Die deutsche Bauindustrie steckt tief in der Krise. Die Zahl der Baugenehmigungen ist 2024 auf den niedrigsten Stand seit 2010 gefallen - nur noch 216.000 Wohnungen wurden genehmigt. Das entspricht einem Minus von 17 Prozent gegenüber dem Vorjahr.

Das ambitionierte Ziel der Bundesregierung von 400.000 neuen Wohnungen pro Jahr rückt damit in weite Ferne. Experten rechnen für 2025 mit gerade mal 200.000 bis 230.000 Fertigstellungen. Als Reaktion auf diese Misere vollzieht die Branche einen radikalen Strategiewechsel: Weg vom teuren Neubau, hin zur Sanierung bestehender Gebäude.

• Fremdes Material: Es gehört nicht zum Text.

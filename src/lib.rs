//! # chainsieve — Segmented Prime-Chain Sieve
//!
//! The elimination engine of a prime-chain proof-of-work miner. A range of
//! wheel-30 candidates is packed one bit per candidate into a shared buffer,
//! struck by a dense small-prime phase and a sparse large-prime phase running
//! on many parallel units, then scanned for runs of surviving candidates.
//! Those runs ("chains") are deduplicated, counted in a length histogram and
//! handed to the caller, which runs the expensive primality tests.
//!
//! ## Modules
//!
//! - [`wheel`] — mod-30 bit ↔ offset addressing
//! - [`primes`] — sieving prime table, wheel inverses, starting multiples
//! - [`buffer`] — clear-only atomic bit buffer
//! - [`engine`] — strike kernels and work-group layout
//! - [`chain`] — chain finder and cleaner
//! - [`store`] — bounded chain pools and histogram
//! - [`backend`] — rayon and sequential devices
//! - [`session`] — the per-device lifecycle
//!
//! ## Example
//!
//! ```no_run
//! use chainsieve::{PrimeTable, SieveConfig, SieveSession};
//! use rug::Integer;
//!
//! # fn main() -> chainsieve::Result<()> {
//! let config = SieveConfig::default();
//! let table = PrimeTable::generate(1_000_000);
//! let base = Integer::from(30u32) * 1_000_000_007u64;
//! let starts = table.starting_multiples(&base, config.small_prime_count);
//!
//! let words = config.sieve_word_count();
//! let mut session = SieveSession::load(config, table, words, 0)?;
//! session.init(&starts.large, &starts.small)?;
//! session.run_sieve(0)?;
//! session.find_chains();
//! session.clean_chains();
//! for chain in session.get_chains() {
//!     let _members = chain.members(&base);
//! }
//! session.free_sieve();
//! # Ok(())
//! # }
//! ```

pub mod backend;
pub mod buffer;
pub mod chain;
pub mod config;
pub mod engine;
pub mod error;
pub mod primes;
pub mod session;
pub mod store;
pub mod wheel;

pub use backend::{CpuBackend, ScalarBackend, SieveBackend};
pub use chain::Chain;
pub use config::SieveConfig;
pub use error::{Result, SieveError};
pub use primes::{PrimeEntry, PrimeTable, StartingMultiples};
pub use session::SieveSession;
pub use store::ChainStats;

Baubranche am Boden: Fünf Jahre Verluste in Folge

Die Ursachen der Krise sind hausgemacht: Explodierende Baukosten, hohe Kreditzinsen und teure Energiepreise haben viele Projekte unrentabel gemacht. Die europäische Bauforschungsgruppe Euroconstruct prognostiziert für Deutschland einen dramatischen Einbruch des Wohnungsbaus um 44 Prozent bis 2027.

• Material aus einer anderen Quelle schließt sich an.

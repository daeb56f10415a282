//! Error types for the sieve session boundary.
//!
//! Device and allocation failures are fatal to a session and are kept
//! distinct from input validation errors. Finding zero chains is not an error.

use thiserror::Error;

#[derive(Error, Debug)]
pub enum SieveError {
    #[error("device {device_id} unavailable: {message}")]
    Device { device_id: u16, message: String },

    #[error("failed to allocate sieve buffer of {words} words")]
    Allocation { words: usize },

    #[error("invalid sieve configuration: {message}")]
    Config { message: String },

    #[error("invalid prime table: {message}")]
    InvalidTable { message: String },

    #[error("invalid input: {message}")]
    InvalidInput { message: String },

    #[error("range base offset {offset} is not a multiple of the wheel modulus")]
    MisalignedOffset { offset: u64 },
}

impl SieveError {
    /// True for errors that leave the device or its memory unusable.
    pub fn is_fatal(&self) -> bool {
        matches!(
            self,
            SieveError::Device { .. } | SieveError::Allocation { .. }
        )
    }
}

pub type Result<T, E = SieveError> = std::result::Result<T, E>;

Deutschland wird damit zum europäischen Schlusslicht. Der Zentralverband Deutsches Baugewerbe spricht bereits vom fünften Jahr in Folge mit realen Umsatzverlusten. Die Nachfrage ist praktisch zusammengebrochen.

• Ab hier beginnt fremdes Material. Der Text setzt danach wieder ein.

//! # Buffer — Bit-Packed Shared Sieve Buffer
//!
//! One bit per wheel candidate, packed into 32-bit atomic words so that any
//! number of parallel units can strike the same buffer without locks.
//!
//! Writes are clear-only (`fetch_and`), which makes concurrent strikes
//! commute: two units clearing the same bit, or different bits of the same
//! word, always converge to the same final word. The only operation that
//! sets bits is [`SieveBuffer::fill`], which runs between stages when no
//! unit is striking. Stage boundaries are rayon joins, so `Relaxed` is
//! enough for every access.

use std::sync::atomic::{AtomicU32, Ordering};

use crate::error::{Result, SieveError};
use crate::wheel::WORD_BITS;

pub struct SieveBuffer {
    words: Vec<AtomicU32>,
}

impl SieveBuffer {
    /// Allocate `len` words, all bits alive. Allocation failure is reported
    /// instead of aborting the process.
    pub fn allocate(len: usize) -> Result<Self> {
        let mut words = Vec::new();
        words
            .try_reserve_exact(len)
            .map_err(|_| SieveError::Allocation { words: len })?;
        words.extend((0..len).map(|_| AtomicU32::new(u32::MAX)));
        Ok(SieveBuffer { words })
    }

    /// Buffer holding exactly the given words.
    pub fn from_words(words: &[u32]) -> Self {
        SieveBuffer {
            words: words.iter().map(|&w| AtomicU32::new(w)).collect(),
        }
    }

    pub fn len_words(&self) -> usize {
        self.words.len()
    }

    pub fn len_bits(&self) -> usize {
        self.words.len() * WORD_BITS
    }

    pub fn is_empty(&self) -> bool {
        self.words.is_empty()
    }

    pub fn words(&self) -> &[AtomicU32] {
        &self.words
    }

    /// Mark every candidate alive.
    pub fn fill(&self) {
        for w in &self.words {
            w.store(u32::MAX, Ordering::Relaxed);
        }
    }

    #[inline]
    pub fn word(&self, index: usize) -> u32 {
        self.words[index].load(Ordering::Relaxed)
    }

    #[inline]
    pub fn is_alive(&self, bit: usize) -> bool {
        self.word(bit / WORD_BITS) & (1 << (bit % WORD_BITS)) != 0
    }

    /// Eliminate one candidate.
    #[inline]
    pub fn clear_bit(&self, bit: usize) {
        self.words[bit / WORD_BITS].fetch_and(!(1 << (bit % WORD_BITS)), Ordering::Relaxed);
    }

    /// Eliminate every candidate whose bit is zero in `mask`.
    #[inline]
    pub fn and_word(&self, index: usize, mask: u32) {
        if mask != u32::MAX {
            self.words[index].fetch_and(mask, Ordering::Relaxed);
        }
    }

    pub fn count_alive(&self) -> u64 {
        count_alive(&self.words)
    }

    /// Copy of the current word contents.
    pub fn snapshot(&self) -> Vec<u32> {
        self.words.iter().map(|w| w.load(Ordering::Relaxed)).collect()
    }

    /// First alive bit in `[from, limit)`.
    pub fn next_alive(&self, from: usize, limit: usize) -> Option<usize> {
        self.next_matching(from, limit, false)
    }

    /// First eliminated bit in `[from, limit)`, or `limit` if every bit in
    /// the interval is alive.
    pub fn next_dead(&self, from: usize, limit: usize) -> usize {
        self.next_matching(from, limit, true).unwrap_or(limit)
    }

    fn next_matching(&self, from: usize, limit: usize, dead: bool) -> Option<usize> {
        let limit = limit.min(self.len_bits());
        let mut bit = from;
        while bit < limit {
            let raw = self.word(bit / WORD_BITS);
            let word = if dead { !raw } else { raw };
            let masked = word & (u32::MAX << (bit % WORD_BITS));
            if masked != 0 {
                let found = (bit / WORD_BITS) * WORD_BITS + masked.trailing_zeros() as usize;
                return (found < limit).then_some(found);
            }
            bit = (bit / WORD_BITS + 1) * WORD_BITS;
        }
        None
    }

    pub fn iter_alive(&self) -> impl Iterator<Item = usize> + '_ {
        let limit = self.len_bits();
        std::iter::successors(self.next_alive(0, limit), move |&b| {
            self.next_alive(b + 1, limit)
        })
    }
}

/// Population count over a slice of words.
pub fn count_alive(words: &[AtomicU32]) -> u64 {
    words
        .iter()
        .map(|w| w.load(Ordering::Relaxed).count_ones() as u64)
        .sum()
}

Bestandssanierung wird zum Hoffnungsträger

Stadtplaner und Architekten setzen jetzt auf das schlummernde Potenzial alter Gebäude. Die Sanierung von Bestandsimmobilien ist nicht nur schneller und günstiger - sie spart auch rund die Hälfte der Treibhausgase ein, die über einen 50-jährigen Gebäude-Lebenszyklus anfallen.

Die Vorteile der Bestandsmodernisierung:
* Schnellere Umsetzung als Neubauprojekte
* Geringere Kosten pro Wohneinheit
* Deutlich bessere Klimabilanz
* Erfüllt ESG-Kriterien für nachhaltige Investments

Neue Wohngemeinnützigkeit: Bezahlbar wohnen mit Steuervorteilen

Seit Januar 2025 ist die "Neue Wohngemeinnützigkeit" in Kraft. Das Modell lockt Stiftungen, Vereine und kommunale Unternehmen mit Steuerbefreiungen - im Gegenzug müssen sie dauerhaft günstige Mieten anbieten.

Die Rechnung der Regierung: Bei Befreiung von Körperschafts-, Gewerbe- und Grundsteuer können etwa 60 Prozent aller deutschen Haushalte von vergünstigten Mieten profitieren. Kritiker bezweifeln jedoch, ob die Anreize ausreichen, um nennenswerte Neubauten anzuschieben.

Branche kämpft ums Überleben

Die kommenden 18 Monate entscheiden über das Schicksal der deutschen Bauindustrie. Während optimistische Stimmen auf sinkende Zinsen und stabilere Baupreise hoffen, warnen Pessimisten vor einem weiteren Absturz auf nur 150.000 fertiggestellte Wohnungen.

Die Bauverbände fordern von der Politik: Verlässliche Rahmenbedingungen, weniger Bürokratie und einen Stopp weiterer Verschärfungen bei Energiestandards. Nur so könne die Branche aus der Abwärtsspirale entkommen und wieder Fahrt aufnehmen.